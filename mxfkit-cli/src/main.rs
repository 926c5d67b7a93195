//! mxfkit CLI - inspect the KLV and partition structure of MXF files.

mod detail;
mod report;

use std::io::{self, Write};
use std::path::PathBuf;

use anyhow::Context;
use clap::Parser;
use mxfkit::{
    assemble, assemble_parallel, scan, ByteSource, File, FileSource, Klv, MmapSource, MxfError,
    ScanOptions,
};
use tracing::{debug, info};

use crate::detail::Koi;
use crate::report::{FileReport, ReportConfig};

/// Output mode for the CLI.
#[derive(Debug, Clone, Copy, PartialEq, Eq)]
enum OutputMode {
    /// Text report.
    Normal,
    /// JSON report for programmatic parsing.
    Json,
    /// Summary line and KOI detail only.
    Quiet,
    /// Text report with debug logging.
    Verbose,
}

/// Command-line arguments for the mxfkit tool.
#[derive(Parser, Debug)]
#[command(name = "mxfkit")]
#[command(version)]
#[command(about = "Inspect the KLV and partition structure of MXF files")]
#[command(long_about = "mxfkit scans an MXF (SMPTE 377M) file into KLV triplets and \n\
    groups them into header, body and footer partitions.\n\n\
    EXAMPLES:\n    \
    mxfkit input.mxf\n    \
    mxfkit input.mxf -l 3 -m 0\n    \
    mxfkit input.mxf -l 2 -i h:3\n    \
    mxfkit input.mxf -i b0:1:r256\n    \
    mxfkit input.mxf -l 2 --json")]
struct Args {
    /// MXF file to inspect
    file: PathBuf,

    /// Maximum number of KLVs to read (default or 0: all)
    #[arg(short = 'n', long = "read")]
    read: Option<usize>,

    /// Report level: 1 = KLV list, 2 = partitions, 3 = partitions with KLVs
    #[arg(short, long, default_value = "1")]
    level: u8,

    /// List unknown KLVs at level 3
    #[arg(short = 'u', long)]
    show_unknown: bool,

    /// KLVs listed before folding (0 = unlimited)
    #[arg(short, long, default_value = "32")]
    max: usize,

    /// KLV of interest to dump, as {part}[n]:{idx}[:{style}[limit]]
    /// (part h, f or b<n>; style a, s or r)
    #[arg(short = 'i', long = "detail")]
    detail: Option<Koi>,

    /// Memory-map the file instead of using positioned reads
    #[arg(long)]
    mmap: bool,

    /// Decode partition packs on the thread pool
    #[arg(long)]
    parallel: bool,

    /// Verbose output (debug logging)
    #[arg(short, long, conflicts_with = "quiet", conflicts_with = "json")]
    verbose: bool,

    /// Quiet mode (summary line and KOI detail only)
    #[arg(short, long, conflicts_with = "verbose", conflicts_with = "json")]
    quiet: bool,

    /// JSON output mode for programmatic parsing
    #[arg(long, conflicts_with = "verbose", conflicts_with = "quiet")]
    json: bool,
}

impl Args {
    /// Determine the output mode based on flags.
    fn output_mode(&self) -> OutputMode {
        if self.json {
            OutputMode::Json
        } else if self.quiet {
            OutputMode::Quiet
        } else if self.verbose {
            OutputMode::Verbose
        } else {
            OutputMode::Normal
        }
    }

    fn report_config(&self) -> ReportConfig {
        ReportConfig {
            level: self.level,
            max: self.max,
            show_unknown: self.show_unknown,
        }
    }

    fn scan_options(&self) -> ScanOptions {
        match self.read {
            Some(n) if n > 0 => ScanOptions::with_max_elements(n),
            _ => ScanOptions::default(),
        }
    }

    fn open_source(&self) -> anyhow::Result<Box<dyn ByteSource>> {
        let source: Box<dyn ByteSource> = if self.mmap {
            Box::new(
                MmapSource::open(&self.file)
                    .with_context(|| format!("failed to map {}", self.file.display()))?,
            )
        } else {
            Box::new(
                FileSource::open(&self.file)
                    .with_context(|| format!("failed to open {}", self.file.display()))?,
            )
        };
        Ok(source)
    }
}

/// Write the text report for a decoded file.
fn print_text(
    out: &mut impl Write,
    args: &Args,
    mode: OutputMode,
    source: &dyn ByteSource,
    klvs: &[Klv],
    file: &File,
) -> anyhow::Result<()> {
    let config = args.report_config();
    let name = args.file.display().to_string();

    if mode == OutputMode::Quiet || config.level >= 2 {
        writeln!(
            out,
            "total {} klv read from file {} with size {} bytes",
            klvs.len(),
            name,
            source.size()
        )?;
    }
    if mode != OutputMode::Quiet {
        if config.level <= 1 {
            report::write_klv_list(out, &config, &name, source.size(), klvs)?;
        } else {
            report::write_partitions(out, &config, file)?;
        }
    }

    if let Some(koi) = &args.detail {
        let detail = detail::inspect(source, file, koi)?;
        detail::write_detail(out, &detail)?;
    }
    Ok(())
}

/// Write what is still known when the partitions don't line up: the flat
/// KLV list, or a JSON report carrying the list and the error.
fn write_failure(
    out: &mut impl Write,
    mode: OutputMode,
    config: &ReportConfig,
    name: &str,
    size: u64,
    klvs: &[Klv],
    err: &MxfError,
) -> anyhow::Result<()> {
    if mode == OutputMode::Json {
        let mut report = FileReport::new(config, name, size, klvs, None);
        report.error = Some(err.to_string());
        writeln!(out, "{}", serde_json::to_string_pretty(&report)?)?;
    } else {
        report::write_klv_list(out, config, name, size, klvs)?;
    }
    Ok(())
}

fn main() -> anyhow::Result<()> {
    // Parse command-line arguments
    let args = Args::parse();
    let output_mode = args.output_mode();

    // Initialize logging (not in JSON or quiet mode)
    if output_mode != OutputMode::Json && output_mode != OutputMode::Quiet {
        let subscriber = tracing_subscriber::fmt()
            .with_max_level(if args.verbose {
                tracing::Level::DEBUG
            } else {
                tracing::Level::INFO
            })
            .with_target(false)
            .with_writer(io::stderr)
            .finish();
        let _ = tracing::subscriber::set_global_default(subscriber);
    }

    let source = args.open_source()?;
    let source: &dyn ByteSource = &*source;
    debug!("{} is {} bytes", args.file.display(), source.size());

    let klvs = scan(source, args.scan_options())
        .with_context(|| format!("failed to scan {}", args.file.display()))?;

    let assembled = if args.parallel {
        assemble_parallel(source, &klvs)
    } else {
        assemble(source, &klvs)
    };

    let config = args.report_config();
    let name = args.file.display().to_string();
    let stdout = io::stdout();
    let mut out = stdout.lock();

    let file = match assembled {
        Ok(file) => file,
        Err(e) => {
            write_failure(&mut out, output_mode, &config, &name, source.size(), &klvs, &e)?;
            return Err(e).context("failed to assemble partitions");
        }
    };
    info!(
        "{} partitions, {} KLVs",
        file.partitions().count(),
        file.klv_count()
    );

    if output_mode == OutputMode::Json {
        let mut report = FileReport::new(&config, &name, source.size(), &klvs, Some(&file));
        if let Some(koi) = &args.detail {
            report.detail = Some(detail::inspect(source, &file, koi)?);
        }
        writeln!(out, "{}", serde_json::to_string_pretty(&report)?)?;
    } else {
        print_text(&mut out, &args, output_mode, source, &klvs, &file)?;
    }

    Ok(())
}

★ ★ ★ ★ ★

• **What to produce**:
Top to bottom, set down the entries above word for word.

• **Result for this exercise**:
filename mxfkit-cli/src/main.rs
repository 926c5d67b7a93195
//! mxfkit CLI - inspect the KLV and partition structure of MXF files.

mod detail;
mod report;

use std::io::{self, Write};
use std::path::PathBuf;

use anyhow::Context;
use clap::Parser;
use mxfkit::{
    assemble, assemble_parallel, scan, ByteSource, File, FileSource, Klv, MmapSource, MxfError,
    ScanOptions,
};
use tracing::{debug, info};

use crate::detail::Koi;
use crate::report::{FileReport, ReportConfig};

/// Output mode for the CLI.
#[derive(Debug, Clone, Copy, PartialEq, Eq)]
enum OutputMode {
    /// Text report.
    Normal,
    /// JSON report for programmatic parsing.
    Json,
    /// Summary line and KOI detail only.
    Quiet,
    /// Text report with debug logging.
    Verbose,
}

/// Command-line arguments for the mxfkit tool.
#[derive(Parser, Debug)]
#[command(name = "mxfkit")]
#[command(version)]
#[command(about = "Inspect the KLV and partition structure of MXF files")]
#[command(long_about = "mxfkit scans an MXF (SMPTE 377M) file into KLV triplets and \n\
    groups them into header, body and footer partitions.\n\n\
    EXAMPLES:\n    \
    mxfkit input.mxf\n    \
    mxfkit input.mxf -l 3 -m 0\n    \
    mxfkit input.mxf -l 2 -i h:3\n    \
    mxfkit input.mxf -i b0:1:r256\n    \
    mxfkit input.mxf -l 2 --json")]
struct Args {
    /// MXF file to inspect
    file: PathBuf,

    /// Maximum number of KLVs to read (default or 0: all)
    #[arg(short = 'n', long = "read")]
    read: Option<usize>,

    /// Report level: 1 = KLV list, 2 = partitions, 3 = partitions with KLVs
    #[arg(short, long, default_value = "1")]
    level: u8,

    /// List unknown KLVs at level 3
    #[arg(short = 'u', long)]
    show_unknown: bool,

    /// KLVs listed before folding (0 = unlimited)
    #[arg(short, long, default_value = "32")]
    max: usize,

    /// KLV of interest to dump, as {part}[n]:{idx}[:{style}[limit]]
    /// (part h, f or b<n>; style a, s or r)
    #[arg(short = 'i', long = "detail")]
    detail: Option<Koi>,

    /// Memory-map the file instead of using positioned reads
    #[arg(long)]
    mmap: bool,

    /// Decode partition packs on the thread pool
    #[arg(long)]
    parallel: bool,

    /// Verbose output (debug logging)
    #[arg(short, long, conflicts_with = "quiet", conflicts_with = "json")]
    verbose: bool,

    /// Quiet mode (summary line and KOI detail only)
    #[arg(short, long, conflicts_with = "verbose", conflicts_with = "json")]
    quiet: bool,

    /// JSON output mode for programmatic parsing
    #[arg(long, conflicts_with = "verbose", conflicts_with = "quiet")]
    json: bool,
}

impl Args {
    /// Determine the output mode based on flags.
    fn output_mode(&self) -> OutputMode {
        if self.json {
            OutputMode::Json
        } else if self.quiet {
            OutputMode::Quiet
        } else if self.verbose {
            OutputMode::Verbose
        } else {
            OutputMode::Normal
        }
    }

    fn report_config(&self) -> ReportConfig {
        ReportConfig {
            level: self.level,
            max: self.max,
            show_unknown: self.show_unknown,
        }
    }

    fn scan_options(&self) -> ScanOptions {
        match self.read {
            Some(n) if n > 0 => ScanOptions::with_max_elements(n),
            _ => ScanOptions::default(),
        }
    }

    fn open_source(&self) -> anyhow::Result<Box<dyn ByteSource>> {
        let source: Box<dyn ByteSource> = if self.mmap {
            Box::new(
                MmapSource::open(&self.file)
                    .with_context(|| format!("failed to map {}", self.file.display()))?,
            )
        } else {
            Box::new(
                FileSource::open(&self.file)
                    .with_context(|| format!("failed to open {}", self.file.display()))?,
            )
        };
        Ok(source)
    }
}

/// Write the text report for a decoded file.
fn print_text(
    out: &mut impl Write,
    args: &Args,
    mode: OutputMode,
    source: &dyn ByteSource,
    klvs: &[Klv],
    file: &File,
) -> anyhow::Result<()> {
    let config = args.report_config();
    let name = args.file.display().to_string();

    if mode == OutputMode::Quiet || config.level >= 2 {
        writeln!(
            out,
            "total {} klv read from file {} with size {} bytes",
            klvs.len(),
            name,
            source.size()
        )?;
    }
    if mode != OutputMode::Quiet {
        if config.level <= 1 {
            report::write_klv_list(out, &config, &name, source.size(), klvs)?;
        } else {
            report::write_partitions(out, &config, file)?;
        }
    }

    if let Some(koi) = &args.detail {
        let detail = detail::inspect(source, file, koi)?;
        detail::write_detail(out, &detail)?;
    }
    Ok(())
}

/// Write what is still known when the partitions don't line up: the flat
/// KLV list, or a JSON report carrying the list and the error.
fn write_failure(
    out: &mut impl Write,
    mode: OutputMode,
    config: &ReportConfig,
    name: &str,
    size: u64,
    klvs: &[Klv],
    err: &MxfError,
) -> anyhow::Result<()> {
    if mode == OutputMode::Json {
        let mut report = FileReport::new(config, name, size, klvs, None);
        report.error = Some(err.to_string());
        writeln!(out, "{}", serde_json::to_string_pretty(&report)?)?;
    } else {
        report::write_klv_list(out, config, name, size, klvs)?;
    }
    Ok(())
}

fn main() -> anyhow::Result<()> {
    // Parse command-line arguments
    let args = Args::parse();
    let output_mode = args.output_mode();

    // Initialize logging (not in JSON or quiet mode)
    if output_mode != OutputMode::Json && output_mode != OutputMode::Quiet {
        let subscriber = tracing_subscriber::fmt()
            .with_max_level(if args.verbose {
                tracing::Level::DEBUG
            } else {
                tracing::Level::INFO
            })
            .with_target(false)
            .with_writer(io::stderr)
            .finish();
        let _ = tracing::subscriber::set_global_default(subscriber);
    }

    let source = args.open_source()?;
    let source: &dyn ByteSource = &*source;
    debug!("{} is {} bytes", args.file.display(), source.size());

    let klvs = scan(source, args.scan_options())
        .with_context(|| format!("failed to scan {}", args.file.display()))?;

    let assembled = if args.parallel {
        assemble_parallel(source, &klvs)
    } else {
        assemble(source, &klvs)
    };

    let config = args.report_config();
    let name = args.file.display().to_string();
    let stdout = io::stdout();
    let mut out = stdout.lock();

    let file = match assembled {
        Ok(file) => file,
        Err(e) => {
            write_failure(&mut out, output_mode, &config, &name, source.size(), &klvs, &e)?;
            return Err(e).context("failed to assemble partitions");
        }
    };
    info!(
        "{} partitions, {} KLVs",
        file.partitions().count(),
        file.klv_count()
    );

    if output_mode == OutputMode::Json {
        let mut report = FileReport::new(&config, &name, source.size(), &klvs, Some(&file));
        if let Some(koi) = &args.detail {
            report.detail = Some(detail::inspect(source, &file, koi)?);
        }
        writeln!(out, "{}", serde_json::to_string_pretty(&report)?)?;
    } else {
        print_text(&mut out, &args, output_mode, source, &klvs, &file)?;
    }

    Ok(())
}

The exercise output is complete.